A part of simple kindness is loving people more than they deserve.’ Joseph Joubert.
When we think of kindness, usually we picture someone being generous and considerate to others without being asked or feeling obligated, and this is what’s at the heart of being kind. As Gary Chapman writes in his book Love as a Way of Life, kindness means ‘serving someone else (recognising their need) even if it involves sacrifice’. Kindness is often simple – it may only take a moment – but it is a deliberate act of showing someone they are valued and that they do matter.
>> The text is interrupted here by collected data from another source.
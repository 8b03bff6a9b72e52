use std::collections::HashMap;
use std::sync::Arc;

use chrono::{DateTime, Local, Utc};
use parking_lot::{Mutex, RwLock};
use serde::Serialize;
use tracing::info;

use super::summary::Summary;
use super::{epoch_millis, Sample};
use crate::error::{Result, RttError};

// ─── Configuration ───────────────────────────────────────────────

/// How many samples a stats snapshot lists.
const RECENT_LIMIT: usize = 10;

/// Wall-clock label format for recent samples.
const TIME_LABEL: &str = "%H:%M:%S";

// ─── Public types ────────────────────────────────────────────────

/// Thread-safe per-client RTT store.
/// Handlers call `record_ping()`, the stats routes call `stats()`.
///
/// The outer map is only write-locked when a new client appears; each
/// history has its own mutex so distinct clients never contend.
#[derive(Default)]
pub struct RttStore {
    histories: RwLock<HashMap<String, Arc<Mutex<ClientHistory>>>>,
}

/// Echo returned for every accepted ping.
#[derive(Debug, Clone, PartialEq, Serialize)]
#[serde(rename_all = "camelCase")]
pub struct PingAck {
    pub client_id: String,
    /// Server wall clock at processing time (ms since Unix epoch).
    pub server_timestamp: f64,
    /// Echoed verbatim; never used for RTT computation. Omitted when absent.
    #[serde(skip_serializing_if = "Option::is_none")]
    pub client_timestamp: Option<f64>,
}

/// One entry in a snapshot's recent-samples list.
#[derive(Debug, Clone, PartialEq, Serialize)]
#[serde(rename_all = "camelCase")]
pub struct RecentSample {
    pub seq: u64,
    pub rtt: f64,
    pub observed_at: DateTime<Utc>,
    /// Local `HH:MM:SS` label.
    pub time: String,
}

/// Derived view of a client history, computed on demand.
#[derive(Debug, Clone, PartialEq, Serialize)]
#[serde(rename_all = "camelCase")]
pub struct StatsSnapshot {
    pub client_id: String,
    pub count: usize,
    pub min: f64,
    pub max: f64,
    pub mean: f64,
    pub median: f64,
    /// Last samples in chronological order.
    pub recent: Vec<RecentSample>,
}

/// Wire shape of `GET /stats/{clientId}`: a snapshot, or the soft
/// `{"error": "no data"}` payload for unknown clients.
#[derive(Debug, Clone, PartialEq, Serialize)]
#[serde(untagged)]
pub enum StatsReply {
    Snapshot(StatsSnapshot),
    NoData { error: String },
}

#[derive(Debug, Clone, PartialEq, Eq, Serialize)]
#[serde(rename_all = "camelCase")]
pub struct ClientCount {
    pub client_id: String,
    pub count: usize,
}

// ─── Internal state ──────────────────────────────────────────────

/// Append-only, chronologically ordered samples of one client.
#[derive(Debug, Default)]
struct ClientHistory {
    samples: Vec<Sample>,
}

// ─── RttStore impl ───────────────────────────────────────────────

impl RttStore {
    pub fn new() -> Self {
        Self::default()
    }

    /// Validate and record one ping, returning the timestamp echo.
    ///
    /// `observed_ms` is the server-observed timing for this ping; the client
    /// timestamp is only echoed back.
    pub fn record_ping(
        &self,
        client_id: &str,
        client_timestamp: Option<f64>,
        observed_ms: f64,
    ) -> Result<PingAck> {
        if client_id.is_empty() {
            return Err(RttError::invalid_request("clientId is required"));
        }

        let now = Utc::now();
        self.record(client_id, Sample::at(observed_ms, now));

        Ok(PingAck {
            client_id: client_id.to_owned(),
            server_timestamp: epoch_millis(now),
            client_timestamp,
        })
    }

    /// Append a sample to a client's history, creating it on first use.
    pub fn record(&self, client_id: &str, sample: Sample) {
        self.history(client_id).lock().samples.push(sample);
    }

    /// Summarise a client's whole history. Unknown clients yield
    /// `RttError::NoData`.
    pub fn stats(&self, client_id: &str) -> Result<StatsSnapshot> {
        let history = self
            .histories
            .read()
            .get(client_id)
            .cloned()
            .ok_or(RttError::NoData)?;

        // Copy out under the lock, compute outside it
        let (values, recent) = {
            let guard = history.lock();
            let values: Vec<f64> = guard.samples.iter().map(|s| s.rtt_ms).collect();
            let skip = guard.samples.len().saturating_sub(RECENT_LIMIT);
            let recent: Vec<(u64, Sample)> = guard
                .samples
                .iter()
                .enumerate()
                .skip(skip)
                .map(|(i, s)| (i as u64 + 1, *s))
                .collect();
            (values, recent)
        };

        let summary = Summary::from_values(&values).ok_or(RttError::NoData)?;

        Ok(StatsSnapshot {
            client_id: client_id.to_owned(),
            count: summary.count,
            min: summary.min,
            max: summary.max,
            mean: summary.mean,
            median: summary.median,
            recent: recent
                .into_iter()
                .map(|(seq, s)| RecentSample {
                    seq,
                    rtt: s.rtt_ms,
                    observed_at: s.observed_at,
                    time: s
                        .observed_at
                        .with_timezone(&Local)
                        .format(TIME_LABEL)
                        .to_string(),
                })
                .collect(),
        })
    }

    /// Known clients with their sample counts, sorted by id.
    pub fn clients(&self) -> Vec<ClientCount> {
        let mut out: Vec<ClientCount> = self
            .histories
            .read()
            .iter()
            .map(|(id, h)| ClientCount {
                client_id: id.clone(),
                count: h.lock().samples.len(),
            })
            .collect();
        out.sort_by(|a, b| a.client_id.cmp(&b.client_id));
        out
    }

    pub fn client_count(&self) -> usize {
        self.histories.read().len()
    }

    pub fn history_len(&self, client_id: &str) -> Option<usize> {
        self.histories
            .read()
            .get(client_id)
            .map(|h| h.lock().samples.len())
    }

    fn history(&self, client_id: &str) -> Arc<Mutex<ClientHistory>> {
        if let Some(h) = self.histories.read().get(client_id) {
            return h.clone();
        }

        // Another writer may have inserted between the two locks
        let mut map = self.histories.write();
        map.entry(client_id.to_owned())
            .or_insert_with(|| {
                info!(client_id, "new client history");
                Arc::new(Mutex::new(ClientHistory::default()))
            })
            .clone()
    }
}

impl From<Result<StatsSnapshot>> for StatsReply {
    fn from(result: Result<StatsSnapshot>) -> Self {
        match result {
            Ok(snapshot) => Self::Snapshot(snapshot),
            Err(err) => Self::NoData {
                error: err.to_string(),
            },
        }
    }
}
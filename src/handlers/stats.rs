use axum::{
    extract::{Path, State},
    Json,
};
use std::sync::Arc;

use crate::stats::{ClientCount, StatsReply};
use crate::AppState;

// ─── GET /stats/:client_id ───────────────────────────────────────
/// Unknown clients get a 200 with `{"error": "no data"}`, never a 404.

pub async fn get_stats(
    State(state): State<Arc<AppState>>,
    Path(client_id): Path<String>,
) -> Json<StatsReply> {
    Json(StatsReply::from(state.store.stats(&client_id)))
}

// ─── GET /stats ──────────────────────────────────────────────────

pub async fn list_clients(State(state): State<Arc<AppState>>) -> Json<Vec<ClientCount>> {
    Json(state.store.clients())
}
use axum::{
    middleware as axum_mw,
    routing::{get, post},
    Router,
};
use std::net::SocketAddr;
use std::path::Path;
use std::sync::Arc;
use tokio::net::TcpListener;
use tokio::sync::watch;
use tokio::task::JoinHandle;
use tower_http::cors::CorsLayer;
use tower_http::services::ServeDir;
use tower_http::trace::TraceLayer;
use tracing::{info, warn};

use crate::error::{Result, RttError};
use crate::handlers;
use crate::middleware::timing;
use crate::stats::stream;
use crate::AppState;

/// Builds the full Axum `Router` with all routes, middleware, and static serving.
pub fn create_router(state: Arc<AppState>, static_dir: impl AsRef<Path>) -> Router {
    Router::new()
        // ── Measurement ─────────────────────────────────────────
        .route("/ping", post(handlers::ping::ping))
        // ── Stats ───────────────────────────────────────────────
        .route("/stats", get(handlers::stats::list_clients))
        .route("/stats/:client_id", get(handlers::stats::get_stats))
        .route("/stats/:client_id/stream", get(stream::stats_stream))
        .route("/healthz", get(|| async { "ok" }))
        // ── Provide shared state to all routes above ────────────
        .with_state(state)
        // ── Serve the page and its assets ───────────────────────
        .fallback_service(ServeDir::new(static_dir.as_ref()))
        // ── Global middleware (applied bottom-up) ───────────────
        .layer(axum_mw::from_fn(timing::timing_middleware))
        .layer(TraceLayer::new_for_http())
        .layer(CorsLayer::permissive())
}

/// A running aggregator server.
pub struct ServerHandle {
    address: SocketAddr,
    task: JoinHandle<()>,
    shutdown: watch::Sender<bool>,
}

impl ServerHandle {
    /// Bind `addr` and serve in a background task. Port 0 picks a free port.
    pub async fn spawn(
        addr: SocketAddr,
        state: Arc<AppState>,
        static_dir: impl AsRef<Path>,
    ) -> Result<Self> {
        let listener = TcpListener::bind(addr).await?;
        let address = listener.local_addr()?;
        info!(%address, "aggregator listening");

        let app = create_router(state, static_dir);

        let (shutdown_tx, mut shutdown_rx) = watch::channel(false);
        let server = axum::serve(listener, app).with_graceful_shutdown(async move {
            let _ = shutdown_rx.changed().await;
        });
        let task = tokio::spawn(async move {
            if let Err(err) = server.await {
                warn!(error = %err, "server exited with error");
            }
        });

        Ok(Self {
            address,
            task,
            shutdown: shutdown_tx,
        })
    }

    pub fn local_addr(&self) -> SocketAddr {
        self.address
    }

    /// Request graceful shutdown and wait for the server task to finish.
    pub async fn shutdown(self) -> Result<()> {
        let _ = self.shutdown.send(true);
        self.task
            .await
            .map_err(|e| RttError::Io(std::io::Error::other(e)))
    }
}
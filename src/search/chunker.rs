use super::error::{Result, SearchError};

/// Chunks shorter than this (after trimming) are dropped as noise.
pub const MIN_CHUNK_CHARS: usize = 50;

/// Splits text into overlapping windows of whole words.
#[derive(Debug, Clone)]
pub struct Chunker {
    chunk_size: usize,
    overlap: usize,
    min_chars: usize,
}

impl Default for Chunker {
    fn default() -> Self {
        Self {
            chunk_size: 400,
            overlap: 50,
            min_chars: MIN_CHUNK_CHARS,
        }
    }
}

impl Chunker {
    /// `chunk_size` and `overlap` are counted in words. Rejects settings
    /// where the window would never advance.
    pub fn new(chunk_size: usize, overlap: usize) -> Result<Self> {
        if chunk_size == 0 {
            return Err(SearchError::invalid_config("chunk_size must be positive"));
        }
        if overlap >= chunk_size {
            return Err(SearchError::invalid_config(format!(
                "overlap ({}) must be smaller than chunk_size ({})",
                overlap, chunk_size
            )));
        }

        Ok(Self {
            chunk_size,
            overlap,
            min_chars: MIN_CHUNK_CHARS,
        })
    }

    pub fn with_min_chars(mut self, min_chars: usize) -> Self {
        self.min_chars = min_chars;
        self
    }

    pub fn chunk_size(&self) -> usize {
        self.chunk_size
    }

    pub fn overlap(&self) -> usize {
        self.overlap
    }

    pub fn min_chars(&self) -> usize {
        self.min_chars
    }

    fn step(&self) -> usize {
        self.chunk_size - self.overlap
    }

    /// Chunk `text`, dropping windows shorter than the minimum length.
    pub fn chunk(&self, text: &str) -> Vec<String> {
        self.windows(text)
            .into_iter()
            .filter(|chunk| chunk.chars().count() >= self.min_chars)
            .collect()
    }

    /// Every sliding window over the words of `text`, without the length filter.
    pub fn windows(&self, text: &str) -> Vec<String> {
        let words: Vec<&str> = text.split_whitespace().collect();
        let mut windows = Vec::new();

        let mut start = 0;
        while start < words.len() {
            let end = (start + self.chunk_size).min(words.len());
            windows.push(words[start..end].join(" "));
            start += self.step();
        }

        windows
    }
}

#[cfg(test)]
mod tests {
    use super::*;

    fn numbered_words(count: usize) -> String {
        (0..count)
            .map(|i| format!("w{}", i))
            .collect::<Vec<_>>()
            .join(" ")
    }

    #[test]
    fn test_rejects_overlap_not_smaller_than_size() {
        assert!(Chunker::new(10, 10).is_err());
        assert!(Chunker::new(10, 15).is_err());
        assert!(Chunker::new(0, 0).is_err());
        assert!(Chunker::new(10, 9).is_ok());
    }

    #[test]
    fn test_empty_text() {
        let chunker = Chunker::new(5, 1).unwrap().with_min_chars(0);
        assert!(chunker.chunk("").is_empty());
        assert!(chunker.chunk("   \n\t ").is_empty());
    }

    #[test]
    fn test_window_count_matches_step_arithmetic() {
        for (size, overlap) in [(4, 1), (5, 0), (7, 3), (3, 2), (400, 50)] {
            let chunker = Chunker::new(size, overlap).unwrap().with_min_chars(0);
            let step = size - overlap;
            for words in [1, 2, 3, 9, 10, 11, 57, 1000] {
                let windows = chunker.windows(&numbered_words(words));
                let expected = (words + step - 1) / step;
                assert_eq!(
                    windows.len(),
                    expected,
                    "size={} overlap={} words={}",
                    size,
                    overlap,
                    words
                );
            }
        }
    }

    #[test]
    fn test_windows_are_bounded_and_overlap_at_boundaries() {
        let chunker = Chunker::new(4, 1).unwrap().with_min_chars(0);
        let windows = chunker.windows(&numbered_words(10));

        assert_eq!(
            windows,
            vec![
                "w0 w1 w2 w3".to_string(),
                "w3 w4 w5 w6".to_string(),
                "w6 w7 w8 w9".to_string(),
                "w9".to_string(),
            ]
        );
        for window in &windows {
            assert!(window.split_whitespace().count() <= 4);
        }
    }

    #[test]
    fn test_windows_cover_every_word() {
        let chunker = Chunker::new(6, 2).unwrap().with_min_chars(0);
        let text = numbered_words(23);
        let covered: std::collections::HashSet<String> = chunker
            .windows(&text)
            .iter()
            .flat_map(|w| w.split_whitespace().map(str::to_string).collect::<Vec<_>>())
            .collect();

        for word in text.split_whitespace() {
            assert!(covered.contains(word), "{} missing", word);
        }
    }

    #[test]
    fn test_never_splits_words() {
        let chunker = Chunker::new(3, 1).unwrap().with_min_chars(0);
        let text = "alpha\nbeta   gamma\tdelta epsilon";
        for window in chunker.windows(text) {
            for word in window.split(' ') {
                assert!(text.split_whitespace().any(|w| w == word));
            }
        }
    }

    #[test]
    fn test_drops_short_chunks() {
        let chunker = Chunker::new(5, 0).unwrap();
        let long = "statistical learning fundamentally balances regularization";
        let text = format!("{} tiny tail", long);

        let chunks = chunker.chunk(&text);
        assert_eq!(chunks, vec![long.to_string()]);
        assert!(chunks.iter().all(|c| c.trim().chars().count() >= MIN_CHUNK_CHARS));
    }
}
There are many articles written about how modern society has lost the art of being kind, and to an extent this is true in that we are generally more self-focused and more impatient when it comes to other people’s needs. Often we have so many demands on our time, skills and emotions that the very thought of sacrificing anything for others is draining. And yet, the essence of kindness, both simple and beautiful, is that it rewards the giver as much as the receiver. It improves relationships. It reminds us of the simple pleasures of life. It brings our troubles back into perspective. It makes a difference in people’s lives, and renews our happiness. It refills us, and suddenly the things we sacrificed to give it (whether that be time, money, resources or something else) was worth giving up just to see the smile on their face, their renewed hope. And, it heals wounds and rebuilds bridges, often without a word being spoken. We will always need kindness.
Sometimes kindness is about being there for someone when they least expect it. It may be about encouraging them when they are down, doing something for them when they are overwhelmed, or just being concerned for another even when they don’t deserve it. Everyone needs to and likes to know that someone out there is watching out for them, cares about them, and values them as a person. Kindness in all its forms answers these with a quiet but firm ‘yes’: ‘you’re not alone’, ‘I care enough about you to do this’. There is something about kindness that touches people on both sides. When we are a part of it, or even when we hear about it, it revives our faith in humanity.
Unfortunately, we can’t always guarantee that people will respond positively to our kindness – they may reject it or react negatively, or simply be ungracious. That is their choice, but kindness is always worth it and never wasted. This doesn’t mean we need to risk serious hurt/harm in order to be kind – we must always have boundaries in place – but as Gary Chapman goes on to say, ‘without acts of kindness, the world becomes a dark and lonely prison for each of us, [but] with it we can help one another survive.’ Kindness may help to soften others, but even if it doesn’t, it helps us to become better people and less self-focused.
Kindness can be about meeting someone’s need for support, doing something practical for them, giving them encouragement, or just letting them know that we’re here. It may mean mowing someone’s lawn if they’re incapable of doing it themselves. It may mean passing on a small present just to show your appreciation, organising transport for someone who finds it difficult or who needs it most, or saying a kind word to someone who is struggling. It could be someone you know well, or a complete stranger. It could be about rallying around someone in a crisis, or simply brightening someone’s day. Whatever form it may take, kindness must not be used to manipulate another, to demand something back, or to try and earn love, but to simply bless.